The FBI surveilled peaceful protests in Baltimore following the police killing of Freddie Gray, protest acts protected by the First Amendment, from the air, using high-tech monitoring aircraft.
The surveillance aircraft can be equipped with infrared and other surveillance gear that extend the intrusion into privacy far into unconstitutional territory.
When violence rocked Baltimore recently, local Police Captain Jeff Long told reporters “When you’ve got something like this, you’ve got people running all over the place, throwing rocks and looting and starting vehicles on fire and destroying vehicles like this, really the best vantage point you can get is from the air.”
Which is why city and state police took to the air in helicopters and small planes, all clearly marked.
Eyes in the Skies
Less obvious was a single engine prop Cessna and a small Cessna jet flying over the city, not during the worst of the violence, but during periods of peaceful protest. Who did they belong to?
In response to media inquiries, the Baltimore police referred questions to the FBI. The FBI initially refused to comment. They eventually released a statement claiming the aircraft worked for the Bureau, saying also “The aircraft were specifically used to assist in providing high altitude observation of potential criminal activity to enable rapid response by police officers on the ground. The FBI aircraft were not there to monitor lawfully protected first amendment activity.” The local FBI spokesperson also noted any aviation support supplied to local police must be approved at the highest levels of the FBI.
The aircraft, however, are not owned, overtly at least, by the FBI. Research done in part by the Washington Post shows the ostensible owners as NG Research, located near Manassas Regional Airport, just outside of Washington, DC. Searches of public records revealed little about the company, which could not be reached by the Post.
Understanding the Technology
The key to understanding the constitutionality of the FBI’s dragnet search is knowing what sensors were mounted on each aircraft.
According to Cessna, “when you choose Citation [the jet believed to have been overhead in Baltimore] for your surveillance and patrol aircraft, we customize your jet to fit your exact mission requirements. For example, jets can be equipped with a securely mounted EO/IR device, technology specially suited to carry out territory surveillance work such as border patrol, land-use patrol, and general policing.”
EO/IR refers to electro-optical and infrared capabilities. In this context the former can be any type of laser or telescopic device used for visible light, the latter measuring “heat,” allowing one to “see” in the dark. Stingrays, electronic devices which can monitor and/or disrupt cell phone communications, can also be mounted on such aircraft.
The FBI is also known to employ aircraft with the Wescam stabilized surveillance sensor pod, allowing high quality images to be taken under bumpy flight conditions.
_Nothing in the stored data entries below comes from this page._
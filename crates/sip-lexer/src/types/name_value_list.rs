//! # Ordered SIP parameter lists
//!
//! [`NameValueList`] holds the `;name=value` parameters of a header or URI in
//! the order they were parsed. Lookups are linear and the first match wins;
//! parameter lists are short and their order is observable when re-encoding,
//! so a hash map would be the wrong structure here.
//!
//! ## Examples
//!
//! ```rust
//! use rvoip_sip_lexer::types::NameValueList;
//!
//! let mut params = NameValueList::new();
//! params.add_name_and_value("transport", Some("tcp"));
//! params.add_name_and_value("lr", None::<&str>);
//! assert_eq!(params.to_string(), "transport=tcp;lr");
//!
//! // Replacing a parameter moves it to the end
//! params.set_name_and_value("transport", Some("tls"));
//! assert_eq!(params.to_string(), "lr;transport=tls");
//!
//! let parsed: NameValueList = "transport=tcp;lr".parse().unwrap();
//! assert_eq!(parsed.get_value("transport"), Some("tcp"));
//! ```

use std::fmt;
use std::str::FromStr;

use serde::{Deserialize, Serialize};

use super::name_value::NameValue;
use crate::error::{Error, Result};
use crate::parser::CoreParser;

/// Default separator between list elements
pub const SEMICOLON: &str = ";";

/// An ordered, name-keyed list of [`NameValue`] entries
#[derive(Debug, Clone, PartialEq, Eq, Serialize, Deserialize)]
pub struct NameValueList {
    entries: Vec<NameValue>,
    separator: String,
}

impl Default for NameValueList {
    fn default() -> Self {
        NameValueList {
            entries: Vec::new(),
            separator: SEMICOLON.to_string(),
        }
    }
}

impl NameValueList {
    /// Creates an empty list rendered with `;` between elements.
    pub fn new() -> Self {
        Self::default()
    }

    /// Creates an empty list rendered with `separator` between elements.
    ///
    /// # Examples
    ///
    /// ```
    /// use rvoip_sip_lexer::types::NameValueList;
    ///
    /// let mut list = NameValueList::with_separator(",");
    /// list.add_name_and_value("username", Some("bob"));
    /// list.add_name_and_value("nonce", Some("xyz"));
    /// assert_eq!(list.to_string(), "username=bob,nonce=xyz");
    /// ```
    pub fn with_separator(separator: impl Into<String>) -> Self {
        NameValueList {
            entries: Vec::new(),
            separator: separator.into(),
        }
    }

    /// Returns the separator used when rendering.
    pub fn separator(&self) -> &str {
        &self.separator
    }

    /// Sets the separator used when rendering.
    pub fn set_separator(&mut self, separator: impl Into<String>) {
        self.separator = separator.into();
    }

    /// Appends an entry.
    pub fn add(&mut self, nv: NameValue) {
        self.entries.push(nv);
    }

    /// Appends a new entry built from `name` and `value`.
    pub fn add_name_and_value(&mut self, name: impl Into<String>, value: Option<impl Into<String>>) {
        self.add(NameValue::new(name, value));
    }

    /// Replaces every entry named like `nv` with `nv`, appended at the end.
    ///
    /// Name comparison is case-sensitive.
    pub fn set(&mut self, nv: NameValue) {
        self.entries.retain(|existing| existing.name() != nv.name());
        self.entries.push(nv);
    }

    /// Replaces every entry named `name` with a new entry at the end.
    pub fn set_name_and_value(&mut self, name: impl Into<String>, value: Option<impl Into<String>>) {
        self.set(NameValue::new(name, value));
    }

    /// Returns the first entry named `name`.
    pub fn get(&self, name: &str) -> Option<&NameValue> {
        self.entries.iter().find(|nv| nv.name() == name)
    }

    /// Returns a mutable reference to the first entry named `name`.
    pub fn get_mut(&mut self, name: &str) -> Option<&mut NameValue> {
        self.entries.iter_mut().find(|nv| nv.name() == name)
    }

    /// Returns the value of the first entry named `name`.
    ///
    /// `None` covers both a missing entry and a flag entry without value; use
    /// [`has`](Self::has) to tell them apart.
    pub fn get_value(&self, name: &str) -> Option<&str> {
        self.get(name).and_then(NameValue::value)
    }

    /// Returns the value of `name`, or an empty string.
    pub fn get_parameter(&self, name: &str) -> &str {
        self.get_value(name).unwrap_or("")
    }

    /// Returns `true` if an entry named `name` exists.
    pub fn has(&self, name: &str) -> bool {
        self.get(name).is_some()
    }

    /// Removes the first entry named `name`.
    ///
    /// # Returns
    ///
    /// `true` if an entry was removed
    pub fn remove(&mut self, name: &str) -> bool {
        match self.entries.iter().position(|nv| nv.name() == name) {
            Some(index) => {
                self.entries.remove(index);
                true
            }
            None => false,
        }
    }

    /// Splices the entries of `other` into this list, keeping their order.
    ///
    /// # Parameters
    ///
    /// - `other`: The list to copy entries from
    /// - `at_front`: Insert before the current first entry instead of after
    ///   the last one
    ///
    /// # Examples
    ///
    /// ```
    /// use rvoip_sip_lexer::types::NameValueList;
    ///
    /// let mut list: NameValueList = "c=3".parse().unwrap();
    /// let head: NameValueList = "a=1;b=2".parse().unwrap();
    /// list.concatenate(&head, true);
    /// assert_eq!(list.to_string(), "a=1;b=2;c=3");
    /// ```
    pub fn concatenate(&mut self, other: &NameValueList, at_front: bool) {
        if other.is_empty() {
            return;
        }
        if at_front {
            self.entries.splice(0..0, other.entries.iter().cloned());
        } else {
            self.entries.extend(other.entries.iter().cloned());
        }
    }

    /// Returns the entry names in order.
    pub fn names(&self) -> Vec<&str> {
        self.entries.iter().map(NameValue::name).collect()
    }

    /// Iterates over the entries in order.
    pub fn iter(&self) -> std::slice::Iter<'_, NameValue> {
        self.entries.iter()
    }

    /// Returns the number of entries.
    pub fn len(&self) -> usize {
        self.entries.len()
    }

    /// Returns `true` if the list has no entries.
    pub fn is_empty(&self) -> bool {
        self.entries.is_empty()
    }
}

impl<'a> IntoIterator for &'a NameValueList {
    type Item = &'a NameValue;
    type IntoIter = std::slice::Iter<'a, NameValue>;

    fn into_iter(self) -> Self::IntoIter {
        self.entries.iter()
    }
}

impl FromIterator<NameValue> for NameValueList {
    fn from_iter<I: IntoIterator<Item = NameValue>>(iter: I) -> Self {
        NameValueList {
            entries: iter.into_iter().collect(),
            separator: SEMICOLON.to_string(),
        }
    }
}

impl fmt::Display for NameValueList {
    fn fmt(&self, f: &mut fmt::Formatter<'_>) -> fmt::Result {
        for (i, nv) in self.entries.iter().enumerate() {
            if i > 0 {
                f.write_str(&self.separator)?;
            }
            write!(f, "{}", nv)?;
        }
        Ok(())
    }
}

impl FromStr for NameValueList {
    type Err = Error;

    /// Parses `name[=value]` entries separated by `;`.
    fn from_str(s: &str) -> Result<Self> {
        let mut parser = CoreParser::new(s.to_string());
        let list = parser.name_value_list(b'=', b';')?;
        if parser.lexer().has_more() {
            return Err(Error::parse(format!("trailing input in parameter list: {:?}", parser.lexer().rest())));
        }
        Ok(list)
    }
}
Such technology has been used extensively by the U.S. military in general, and by Special Forces in the particular, in their hunt for terrorists abroad, and represents another example of the weapons of war coming to the Homeland, now aimed at Americans instead of “the enemy.”
Here’s a sample image via Ars Technica of what a zoomed out nighttime IR image can show:
ACLU Actions
The ACLU has filed a request with the FBI to learn what video and cell phone data was collected during the flights.
It is possible that the FBI was simply duplicating the visual search capabilities likely to have been employed by regular Baltimore cops and their prop aircraft. However, such duplication of effort seems unlikely. One can reasonably suppose the FBI joined the aerial surveillance with something new to bring to the party, such as more advanced observation tech.
For example, on May 1 and May 2, what is believed to be the FBI Cessna Citation V jet made nighttime flights (path recorded below), orbiting Baltimore at the relatively low altitudes for a jet aircraft of 6,400 and 9,400 feet, based on records from Flightradar24. That action would be consistent with the use of any of the surveillance devices noted above.
Constitutional Questions
The constitutional questions are significant.
Civil libertarians have particular concern about surveillance technology that can gather images across dozens of city blocks, tracking the travel, actions and associations of people under no suspicion of criminal activity.
“A lot of these technologies sweep very, very broadly, and, at a minimum, the public should have a right to know what’s going on,” said Jay Stanley, a senior policy analyst at the ACLU specializing in privacy and technology issues.
If the FBI was using infrared (IR) devices overhead, that use may have constituted an unlawful search.
In Kyllo v. United States, 533 U.S. 27 (2001), the Supreme Court held that the use of a thermal imaging, or IR, device from a public vantage point to monitor the radiation of heat from a person’s home was a “search” within the meaning of the Fourth Amendment, and thus required a warrant.
Perhaps the ACLU can check if the FBI was issued warrants for most of the city of Baltimore. And then stick a fork in it people, ’cause this democracy is about done.